The realm's value is by default "FDSN" which is hardcoded in the credential's hash at RESIF.
It can be changed at compilation time like this:
REALM="MyRealm" mix compile
### Container
#### JWT
In order to authenticate using JWT, we rely on the JOSE library (not implemented yet). Here is an example on how JOSE works for that:
``` elixir
iex> jwkp = JOSE.JWK.from_pem_file("./test/keys/test_issuer.key")
iex> jwt = %{"iss" => "EIDA authentication system", "aud" => "FDSN", "sub" => "gaston.lagaffe@princeton.edu", "exp" => (DateTime.utc_now() |> DateTime.to_unix()) + 3600}
%{
"aud" => "FDSN",
"exp" => 1757421319,
"iss" => "EIDA authentication system",
"sub" => "gaston.lagaffe@princeton.edu"
}
iex> jwt_rsa256 = JOSE.JWT.sign(jwkp,jwt) |> JOSE.JWS.compact() |> elem(1)
"eyJhbGciOiJQUzI1NiIsInR5cCI6IkpXVCJ9.eyJhdWQiOiJGRFNOIiwiZXhwIjoxNzU3NDIxMzE5LCJpc3MiOiJFSURBIGF1dGhlbnRpY2F0aW9uIHN5c3RlbSIsInN1YiI6Imdhc3Rvbi5sYWdhZmZlQHByaW5jZXRvbi5lZHUifQ.gSdJUdjlu9hN1awd4NVOe8rx1Zxq1d5wZlWls0KNrZJRghrUl6NaCfvB65WA9hReoqcpp_DQLaIl1C1JZC59_Dw5jdH-s_pjbivCy6OUgYsj-tL5BqkcL1098dDwlKj_iVhr_XjwOgRBkIh-zW2zJKlCSVhj9dqhduZupUtPcsiMLIAnkpSlkTczqoVSkqXXbyE3dZRO8UwWOorfqYSc7S3tXpeuWPxwEdnpIk-3FfTOBELWL8hloH4g2-UnNuxdWWQXQ3PwJdSok1MdoUzdBIxaK7TYV0t2C-DElFnLvOHqhdjPdAbP_H8zSYr1OfWuHm_D4N4tQRkn2QKDylqzVQ"
iex(18)> JOSE.JWT.verify(jwk, jwt_rsa256)
{true,
%JOSE.JWT{
fields: %{
"aud" => "FDSN",
"exp" => 1757421319,
"iss" => "EIDA authentication system",
"sub" => "gaston.lagaffe@princeton.edu"
}
},
%JOSE.JWS{
alg: {:jose_jws_alg_rsa_pss, :PS256},
b64: :undefined,
fields: %{"typ" => "JWT"}
}}
```
### Parameters parsing and analyze (external plug FdsnPlugs.FdsnDataselectPlug)
Tha parameter parsing is done by the external library FdsnPlugs, in particular the wrapper module FdsnDataselectPlug.
For a POST request, the `BodyParser` implements the `Plug.Parser` behavior.

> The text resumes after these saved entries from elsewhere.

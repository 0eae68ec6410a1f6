//! REST endpoints for ingestion, queries and administration.

use std::convert::Infallible;
use std::net::SocketAddr;

use anyhow::Result;
use chrono::Utc;
use hyper::body::{to_bytes, Bytes};
use hyper::service::{make_service_fn, service_fn};
use hyper::{Body, Method, Request, Response, Server, StatusCode};
use prometheus::{Encoder, TextEncoder};
use rust_decimal::prelude::ToPrimitive;
use rust_decimal::Decimal;
use serde::Deserialize;
use serde_json::{json, Value};
use stride_core::{meters_to_km_string, ActivityEvent, Provider};
use stride_ledger::LedgerError;
use stride_pipeline::{IngestError, Outcome, ShutdownSignal};
use tokio::net::TcpListener;
use tokio::task::JoinHandle;
use tracing::{error, info};

use crate::ServerContext;

/// Normalized ingestion record as posted by provider webhooks.
#[derive(Debug, Deserialize)]
#[serde(rename_all = "camelCase")]
struct IngestPayload {
    user_id: String,
    source: String,
    activity_type: String,
    distance_meters: Decimal,
    duration_seconds: i64,
    #[serde(default)]
    event_id: Option<String>,
}

#[derive(Debug, Deserialize)]
#[serde(rename_all = "camelCase")]
struct ProfilePayload {
    preferred_provider: String,
}

/// Bind the REST listener and serve until shutdown is requested.
///
/// Returns the bound address (port 0 resolves here) and the server task.
pub async fn start_http(
    addr: SocketAddr,
    ctx: ServerContext,
    shutdown: ShutdownSignal,
) -> Result<(SocketAddr, JoinHandle<()>)> {
    let listener = TcpListener::bind(addr).await?;
    let local_addr = listener.local_addr()?;
    let std_listener = listener.into_std()?;
    std_listener.set_nonblocking(true)?;

    let make_svc = make_service_fn(move |_| {
        let ctx = ctx.clone();
        async move {
            Ok::<_, Infallible>(service_fn(move |req| {
                let ctx = ctx.clone();
                async move { Ok::<_, Infallible>(route(req, ctx).await) }
            }))
        }
    });
    let server = Server::from_tcp(std_listener)?.serve(make_svc);
    let handle = tokio::spawn(async move {
        let drained = async move { shutdown.wait().await };
        if let Err(err) = server.with_graceful_shutdown(drained).await {
            error!(error = %err, "http server exited with error");
        }
    });
    info!(addr = %local_addr, "http listener started");
    Ok((local_addr, handle))
}

async fn route(req: Request<Body>, ctx: ServerContext) -> Response<Body> {
    let (parts, body) = req.into_parts();
    let method = parts.method.clone();
    let path = parts.uri.path().to_string();
    let body_bytes = match to_bytes(body).await {
        Ok(bytes) => bytes,
        Err(err) => {
            return bad_request(format!("failed to read request body: {err}"));
        }
    };

    match (method, path.as_str()) {
        (Method::POST, "/ingest") => handle_ingest(body_bytes, ctx).await,
        (Method::GET, "/leaderboard") => handle_leaderboard(&ctx),
        (Method::POST, "/admin/reset") => handle_reset(ctx).await,
        (Method::GET, "/health") => handle_health(ctx).await,
        (Method::GET, "/stats") => handle_stats(ctx).await,
        (Method::GET, "/metrics") => handle_metrics(&ctx),
        (Method::PUT, profile_path) => match profile_path.strip_prefix("/profile/") {
            Some(external_id) if !external_id.is_empty() => {
                handle_profile(external_id, body_bytes, ctx).await
            }
            _ => not_found(),
        },
        _ => not_found(),
    }
}

async fn handle_ingest(body: Bytes, ctx: ServerContext) -> Response<Body> {
    let payload: IngestPayload = match serde_json::from_slice(&body) {
        Ok(payload) => payload,
        Err(err) => return bad_request(format!("invalid ingest payload: {err}")),
    };
    let provider: Provider = match payload.source.parse() {
        Ok(provider) => provider,
        Err(err) => return bad_request(err.to_string()),
    };
    let event = ActivityEvent {
        external_id: payload.user_id,
        provider,
        activity: payload.activity_type,
        distance_meters: payload.distance_meters,
        duration_seconds: payload.duration_seconds,
        event_id: payload.event_id,
        received_at: Utc::now(),
    };

    match ctx.coordinator.ingest(event).await {
        Ok(Outcome::Accepted { new_total }) => json_response(
            StatusCode::OK,
            json!({
                "status": "recorded",
                "newTotal": new_total.to_f64().unwrap_or(0.0),
            }),
        ),
        Ok(Outcome::IgnoredSourceMismatch) => json_response(
            StatusCode::OK,
            json!({"status": "ignored", "reason": "source_mismatch"}),
        ),
        Ok(Outcome::Rejected { reason }) => bad_request(reason.to_string()),
        Err(err) => {
            error!(error = %err, "ingestion failed");
            json_response(
                StatusCode::INTERNAL_SERVER_ERROR,
                json!({"error": "internal storage failure"}),
            )
        }
    }
}

fn handle_leaderboard(ctx: &ServerContext) -> Response<Body> {
    json_response(StatusCode::OK, json!(ctx.coordinator.snapshot()))
}

async fn handle_profile(external_id: &str, body: Bytes, ctx: ServerContext) -> Response<Body> {
    let payload: ProfilePayload = match serde_json::from_slice(&body) {
        Ok(payload) => payload,
        Err(err) => return bad_request(format!("invalid profile payload: {err}")),
    };
    let provider: Provider = match payload.preferred_provider.parse() {
        Ok(provider) => provider,
        Err(err) => return bad_request(err.to_string()),
    };

    match ctx.coordinator.switch_provider(external_id, provider).await {
        Ok(participant) => json_response(
            StatusCode::OK,
            json!({
                "status": "updated",
                "userId": participant.external_id,
                "preferredProvider": participant.preferred_provider.as_str(),
            }),
        ),
        Err(IngestError::Ledger(LedgerError::UnknownParticipant(_))) => json_response(
            StatusCode::NOT_FOUND,
            json!({"error": "unknown participant"}),
        ),
        Err(err) => {
            error!(error = %err, "profile update failed");
            json_response(
                StatusCode::INTERNAL_SERVER_ERROR,
                json!({"error": "internal storage failure"}),
            )
        }
    }
}

async fn handle_reset(ctx: ServerContext) -> Response<Body> {
    match ctx.coordinator.reset().await {
        Ok(()) => json_response(StatusCode::OK, json!({"status": "reset"})),
        Err(err) => {
            error!(error = %err, "reset failed");
            json_response(
                StatusCode::INTERNAL_SERVER_ERROR,
                json!({"error": "internal storage failure"}),
            )
        }
    }
}

async fn handle_health(ctx: ServerContext) -> Response<Body> {
    match ctx.coordinator.ping().await {
        Ok(()) => json_response(
            StatusCode::OK,
            json!({"status": "online", "ledger": "reachable"}),
        ),
        Err(err) => {
            error!(error = %err, "health probe failed");
            json_response(
                StatusCode::SERVICE_UNAVAILABLE,
                json!({"status": "degraded", "ledger": "unreachable"}),
            )
        }
    }
}

async fn handle_stats(ctx: ServerContext) -> Response<Body> {
    let participants = match ctx.coordinator.participant_count().await {
        Ok(count) => count,
        Err(err) => {
            error!(error = %err, "stats query failed");
            return json_response(
                StatusCode::INTERNAL_SERVER_ERROR,
                json!({"error": "internal storage failure"}),
            );
        }
    };
    json_response(
        StatusCode::OK,
        json!({
            "globalOdometerKm": meters_to_km_string(ctx.coordinator.global_total()),
            "activeParticipants": participants,
        }),
    )
}

fn handle_metrics(ctx: &ServerContext) -> Response<Body> {
    let encoder = TextEncoder::new();
    let metric_families = ctx.metrics.registry().gather();
    let mut buffer = Vec::new();
    if let Err(err) = encoder.encode(&metric_families, &mut buffer) {
        error!(error = %err, "failed to encode Prometheus metrics");
        return json_response(
            StatusCode::INTERNAL_SERVER_ERROR,
            json!({"error": "failed to encode metrics"}),
        );
    }
    Response::builder()
        .status(StatusCode::OK)
        .header("Content-Type", encoder.format_type())
        .body(Body::from(buffer))
        .unwrap()
}

fn bad_request(msg: impl Into<String>) -> Response<Body> {
    json_response(StatusCode::BAD_REQUEST, json!({"error": msg.into()}))
}

fn not_found() -> Response<Body> {
    json_response(StatusCode::NOT_FOUND, json!({"error": "endpoint not found"}))
}

fn json_response(status: StatusCode, body: Value) -> Response<Body> {
    Response::builder()
        .status(status)
        .header("Content-Type", "application/json")
        .body(Body::from(body.to_string()))
        .unwrap()
}
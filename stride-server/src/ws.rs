//! Websocket fan-out: one snapshot on connect, then one per bus event.

use std::net::SocketAddr;

use anyhow::Result;
use futures::{SinkExt, StreamExt};
use stride_pipeline::ShutdownSignal;
use tokio::net::{TcpListener, TcpStream};
use tokio::sync::broadcast::error::RecvError;
use tokio::task::JoinHandle;
use tokio_tungstenite::accept_async;
use tokio_tungstenite::tungstenite::Message;
use tokio_tungstenite::WebSocketStream;
use tracing::{debug, error, info};

use crate::ServerContext;

/// Bind the fan-out listener and accept subscribers until shutdown.
pub async fn start_ws(
    addr: SocketAddr,
    ctx: ServerContext,
    shutdown: ShutdownSignal,
) -> Result<(SocketAddr, JoinHandle<()>)> {
    let listener = TcpListener::bind(addr).await?;
    let local_addr = listener.local_addr()?;
    let handle = tokio::spawn(async move {
        loop {
            tokio::select! {
                _ = shutdown.wait() => break,
                accept_result = listener.accept() => {
                    match accept_result {
                        Ok((stream, peer)) => {
                            let ctx = ctx.clone();
                            tokio::spawn(async move {
                                if let Err(err) = handle_subscriber(stream, peer, ctx).await {
                                    debug!(%peer, error = %err, "subscriber connection ended with error");
                                }
                            });
                        }
                        Err(err) => {
                            error!(error = %err, "failed to accept websocket connection");
                            break;
                        }
                    }
                }
            }
        }
    });
    info!(addr = %local_addr, "websocket listener started");
    Ok((local_addr, handle))
}

async fn handle_subscriber(stream: TcpStream, peer: SocketAddr, ctx: ServerContext) -> Result<()> {
    let ws_stream = accept_async(stream).await?;
    ctx.metrics.inc_subscribers();
    let result = subscriber_loop(ws_stream, peer, &ctx).await;
    ctx.metrics.dec_subscribers();
    result
}

async fn subscriber_loop(
    stream: WebSocketStream<TcpStream>,
    peer: SocketAddr,
    ctx: &ServerContext,
) -> Result<()> {
    // Subscribe before reading the board so no update can fall between the
    // initial snapshot and the first forwarded event.
    let mut events = ctx.coordinator.subscribe();
    let (mut sink, mut source) = stream.split();
    let initial = serde_json::to_string(&ctx.coordinator.snapshot())?;
    sink.send(Message::Text(initial)).await?;
    debug!(%peer, "leaderboard subscriber connected");

    loop {
        tokio::select! {
            incoming = source.next() => match incoming {
                Some(Ok(Message::Ping(payload))) => sink.send(Message::Pong(payload)).await?,
                Some(Ok(Message::Close(_))) | None => break,
                Some(Ok(_)) => {}
                Some(Err(err)) => {
                    debug!(%peer, error = %err, "subscriber stream error");
                    break;
                }
            },
            event = events.recv() => match event {
                Ok(event) => {
                    let text = serde_json::to_string(event.snapshot())?;
                    if sink.send(Message::Text(text)).await.is_err() {
                        break;
                    }
                }
                Err(RecvError::Lagged(lag)) => {
                    // The next push carries full state, so skipped frames
                    // heal themselves.
                    debug!(%peer, lag, "subscriber fell behind the fan-out bus");
                    continue;
                }
                Err(RecvError::Closed) => break,
            },
        }
    }
    debug!(%peer, "leaderboard subscriber disconnected");
    Ok(())
}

Function `Wsdataselect.BodyParser.parse/5` is called automatically when a POST request arrives.
#### Request validation
At this stage, the controler knows all the parameters as submitted by the user. They have to be validated:
- value for the nodata parameter (204 or 404)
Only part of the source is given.